[MATERIAL PROVIDED]

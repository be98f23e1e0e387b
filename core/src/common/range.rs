use std::ops::{Add, Sub};

use derive_more::Constructor;
use serde::{Deserialize, Serialize};

/// An inclusive range; both `min` and `max` are valid values.
#[derive(Constructor, Debug, Clone, Copy, PartialEq, Eq, Hash, Serialize, Deserialize)]
pub struct RangeIncl<N> {
    pub min: N,
    pub max: N,
}

impl<N: Sub<Output = N> + Copy> RangeIncl<N> {
    pub fn width(&self) -> N {
        self.max - self.min
    }
}

impl<N: Add<Output = N> + Sub<Output = N> + Copy> RangeIncl<N> {
    /// Grows the range by `margin` on both ends.
    pub fn pad(&self, margin: N) -> Self {
        Self::new(self.min - margin, self.max + margin)
    }
}

impl<N: PartialOrd + Copy> RangeIncl<N> {
    pub fn contains(&self, value: N) -> bool {
        self.min <= value && value <= self.max
    }

    pub fn expand(&self, new: N) -> Self {
        Self::new(
            if self.min < new { self.min } else { new },
            if self.max > new { self.max } else { new },
        )
    }

    pub fn from_iter_val(iter: impl IntoIterator<Item = N>) -> Option<Self> {
        iter.into_iter().fold(None, |acc, n| match acc {
            Some(acc) => Some(acc.expand(n)),
            None => Some(RangeIncl::new(n, n)),
        })
    }
}

impl<N> RangeIncl<N> {
    pub fn into_range_inclusive(self) -> std::ops::RangeInclusive<N> {
        self.min..=self.max
    }
}

impl<N> From<RangeIncl<N>> for std::ops::RangeInclusive<N> {
    fn from(range: RangeIncl<N>) -> Self {
        range.into_range_inclusive()
    }
}
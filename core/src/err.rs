use thiserror::Error;

/// Raised for invalid use of the metadata API.
///
/// Every variant is a caller mistake: nothing here is recovered internally,
/// and no operation mutates state before its checks pass.
#[derive(Error, Debug, Clone, PartialEq, Eq)]
pub enum UsageErr {
    /// `t` and `iteration` are mutually exclusive snapshot selectors.
    #[error("please pass either a time (`t`) or an iteration (`iteration`), but not both")]
    BothTimeAndIteration,
    /// The axis to restrict to is not part of this object.
    #[error("`{0}` is not one of the coordinates that are present in this object")]
    UnknownAxis(String),
    /// The requested iteration does not exist in the output series.
    #[error(
        "the requested iteration '{requested}' is not available\nthe available iterations are:\n - {}",
        .available.iter().map(|it| it.to_string()).collect::<Vec<_>>().join("\n - ")
    )]
    IterationNotAvailable { requested: u64, available: Vec<u64> },
    /// Cartesian conversion only applies to an `{r, z}` axis set.
    #[error("conversion to 3D Cartesian can only be applied to a timeseries in thetaMode geometry")]
    NotThetaMode,
}
use std::collections::HashMap;

use serde::{Deserialize, Serialize};
use tracing::debug;

use crate::common::series::OutputSeries;
use crate::err::UsageErr;
use crate::geom::Axis;


/// The raw grid attributes of one field record, as stored in the file.
///
/// All per-axis slices are aligned to `axis_labels`: entry `i` describes the
/// axis at index `i` of the field array.
#[derive(Debug, Clone, PartialEq, Serialize, Deserialize)]
pub struct GridDescriptor {
    pub axis_labels: Vec<String>,
    pub shape: Vec<usize>,
    pub grid_spacing: Vec<f64>,
    pub global_offset: Vec<f64>,
    pub grid_unit_si: f64,
    pub position: Vec<f64>,
    pub theta_mode: bool,
}

/// Meta-information about the grid of one field record, typically returned
/// along with the array of field values.
///
/// Holds the physical coordinates, spacing and extrema of every axis of the
/// field array, which snapshot of the output series the values belong to,
/// and (for 2D data) the extent to hand to a raster-image plot.
#[derive(Debug, Clone, PartialEq, Serialize, Deserialize)]
pub struct GridMetaInformation {
    /// Axis labels in field-array order; the position in this list is the
    /// axis index.
    axes: Vec<String>,
    descriptors: HashMap<String, Axis>,
    series: OutputSeries,
    current: usize,
    theta_mode: bool,
    imshow_extent: Option<[f64; 4]>,
}

impl GridMetaInformation {
    /// Derives the coordinates of every axis from `grid`, resolves the
    /// snapshot matching the requested `t` or `iteration` and builds the
    /// plotting extent.
    pub fn new(
        grid: &GridDescriptor,
        series: OutputSeries,
        t: Option<f64>,
        iteration: Option<u64>,
    ) -> Result<Self, UsageErr> {
        let ndim = grid.axis_labels.len();
        assert_eq!(grid.shape.len(), ndim);
        assert_eq!(grid.grid_spacing.len(), ndim);
        assert_eq!(grid.global_offset.len(), ndim);
        assert_eq!(grid.position.len(), ndim);

        let mut axes = Vec::with_capacity(ndim);
        let mut descriptors = HashMap::with_capacity(ndim);
        for (i, label) in grid.axis_labels.iter().enumerate() {
            let mut axis = Axis::from_record(
                label.clone(),
                grid.shape[i],
                grid.grid_spacing[i],
                grid.global_offset[i],
                grid.grid_unit_si,
                grid.position[i],
            );
            if grid.theta_mode && label == "r" {
                axis = axis.mirrored();
            }
            axes.push(label.clone());
            descriptors.insert(label.clone(), axis);
        }

        let mut meta = Self {
            axes,
            descriptors,
            series,
            current: 0,
            theta_mode: grid.theta_mode,
            imshow_extent: None,
        };
        meta.find_output(t, iteration)?;
        meta.generate_imshow_extent();
        Ok(meta)
    }

    /// Re-resolves which snapshot of the output series this metadata refers
    /// to. With neither selector given, the current snapshot is kept.
    pub fn find_output(&mut self, t: Option<f64>, iteration: Option<u64>) -> Result<(), UsageErr> {
        self.current = self.series.resolve(t, iteration, self.current)?;
        debug!(
            index = self.current,
            time = self.current_time(),
            iteration = self.current_iteration(),
            "resolved output snapshot"
        );
        Ok(())
    }

    /// The simulation time of the data, in seconds.
    pub fn current_time(&self) -> f64 {
        self.series.time(self.current)
    }

    /// The iteration the data was written at.
    pub fn current_iteration(&self) -> u64 {
        self.series.iteration(self.current)
    }

    pub fn series(&self) -> &OutputSeries {
        &self.series
    }

    pub fn theta_mode(&self) -> bool {
        self.theta_mode
    }

    /// Number of axes of the field array.
    pub fn ndim(&self) -> usize {
        self.axes.len()
    }

    /// Axis labels in field-array order.
    pub fn axis_labels(&self) -> &[String] {
        &self.axes
    }

    pub fn axis(&self, label: &str) -> Option<&Axis> {
        self.descriptors.get(label)
    }

    pub fn axis_at(&self, index: usize) -> Option<&Axis> {
        self.axes.get(index).map(|label| &self.descriptors[label.as_str()])
    }

    /// The `extent` to pass to a raster-image plot of 2D data, or `None` for
    /// any other dimensionality.
    pub fn imshow_extent(&self) -> Option<[f64; 4]> {
        self.imshow_extent
    }

    /// Suppresses every axis other than `label`.
    pub fn restrict_to_axis(&mut self, label: &str) -> Result<(), UsageErr> {
        if !self.axes.iter().any(|l| l == label) {
            return Err(UsageErr::UnknownAxis(label.to_string()));
        }
        let obsolete: Vec<String> = self.axes.iter().filter(|l| *l != label).cloned().collect();
        for axis in &obsolete {
            self.remove_axis(axis);
        }
        Ok(())
    }

    /// Drops the axis `label`. The remaining axes keep their relative order
    /// and are re-indexed contiguously from 0.
    pub fn remove_axis(&mut self, label: &str) {
        self.descriptors.remove(label);
        self.axes.retain(|l| l != label);
        self.generate_imshow_extent();
    }

    /// Relabels a cylindrical `{r, z}` description into a 3D Cartesian one.
    ///
    /// The radial extent of a theta-mode grid applies equally to both
    /// transverse directions, so `x` and `y` both become exact copies of the
    /// former `r` axis; `z` is untouched.
    pub fn convert_cylindrical_to_cartesian(&mut self) -> Result<(), UsageErr> {
        if self.axes.len() != 2 || !self.descriptors.contains_key("z") {
            return Err(UsageErr::NotThetaMode);
        }
        let Some(r) = self.descriptors.remove("r") else {
            return Err(UsageErr::NotThetaMode);
        };
        self.descriptors.insert("x".to_string(), r.relabeled("x"));
        self.descriptors.insert("y".to_string(), r.relabeled("y"));
        self.axes = vec!["x".to_string(), "y".to_string(), "z".to_string()];
        self.generate_imshow_extent();
        Ok(())
    }

    /// Rebuilds `imshow_extent` from the active axis set.
    ///
    /// The extent only exists for 2D data. Its coordinates are swapped
    /// relative to the axis order (the plot maps axis 1 to the horizontal
    /// direction) and each bound moves half a cell outward, since the plot
    /// draws a finite-width square per sample.
    fn generate_imshow_extent(&mut self) {
        if self.axes.len() == 2 {
            let mut extent = [0.0; 4];
            for (slot, label) in [&self.axes[1], &self.axes[0]].into_iter().enumerate() {
                let axis = &self.descriptors[label.as_str()];
                let padded = axis.range().pad(0.5 * axis.step());
                extent[2 * slot] = padded.min;
                extent[2 * slot + 1] = padded.max;
            }
            self.imshow_extent = Some(extent);
        } else {
            self.imshow_extent = None;
        }
    }
}
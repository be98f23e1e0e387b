#![warn(clippy::complexity)]
#![warn(clippy::correctness)]
#![warn(clippy::perf)]
#![warn(clippy::style)]
#![warn(clippy::suspicious)]
#![warn(clippy::print_stdout)]
#![warn(clippy::print_stderr)]

pub mod common;
pub mod err;
pub mod geom;
pub mod meta;

pub use err::UsageErr;
pub use meta::{GridDescriptor, GridMetaInformation};
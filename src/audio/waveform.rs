//! Waveform containers

use ndarray::Array1;

/// Decoded audio: interleaved samples plus format
#[derive(Debug, Clone, PartialEq)]
pub struct Waveform {
    /// Interleaved samples, `frames * channels` long
    pub samples: Vec<f32>,
    /// Native sample rate (Hz)
    pub sample_rate: u32,
    /// Number of interleaved channels
    pub channels: u16,
}

impl Waveform {
    /// Create a waveform from interleaved samples
    pub fn new(samples: Vec<f32>, sample_rate: u32, channels: u16) -> Self {
        Self {
            samples,
            sample_rate,
            channels,
        }
    }

    /// Samples per channel. Zero when there are no channels.
    pub fn len(&self) -> usize {
        if self.channels == 0 {
            0
        } else {
            self.samples.len() / self.channels as usize
        }
    }

    /// True when there are no samples per channel
    pub fn is_empty(&self) -> bool {
        self.len() == 0
    }

    /// Duration in seconds
    pub fn duration(&self) -> f64 {
        self.len() as f64 / self.sample_rate as f64
    }
}

/// Single-channel signal, always rank 1
#[derive(Debug, Clone, PartialEq)]
pub struct MonoSignal {
    /// Samples
    pub samples: Array1<f32>,
    /// Sample rate (Hz)
    pub sample_rate: u32,
}

impl MonoSignal {
    /// Wrap a sample vector
    pub fn new(samples: Vec<f32>, sample_rate: u32) -> Self {
        Self {
            samples: Array1::from(samples),
            sample_rate,
        }
    }

    /// Number of samples
    pub fn len(&self) -> usize {
        self.samples.len()
    }

    /// True when there are no samples
    pub fn is_empty(&self) -> bool {
        self.samples.is_empty()
    }

    /// Samples as a contiguous slice
    pub fn as_slice(&self) -> &[f32] {
        // Array1::from(Vec) is always in standard layout
        self.samples.as_slice().unwrap_or(&[])
    }
}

[/MATERIAL PROVIDED]

* EXERCISE: Which lines above contain "filename"? Show each of them.

* COMPLETED EXERCISE:
filename core/src/common/range.rs
filename core/src/err.rs
filename src/audio/waveform.rs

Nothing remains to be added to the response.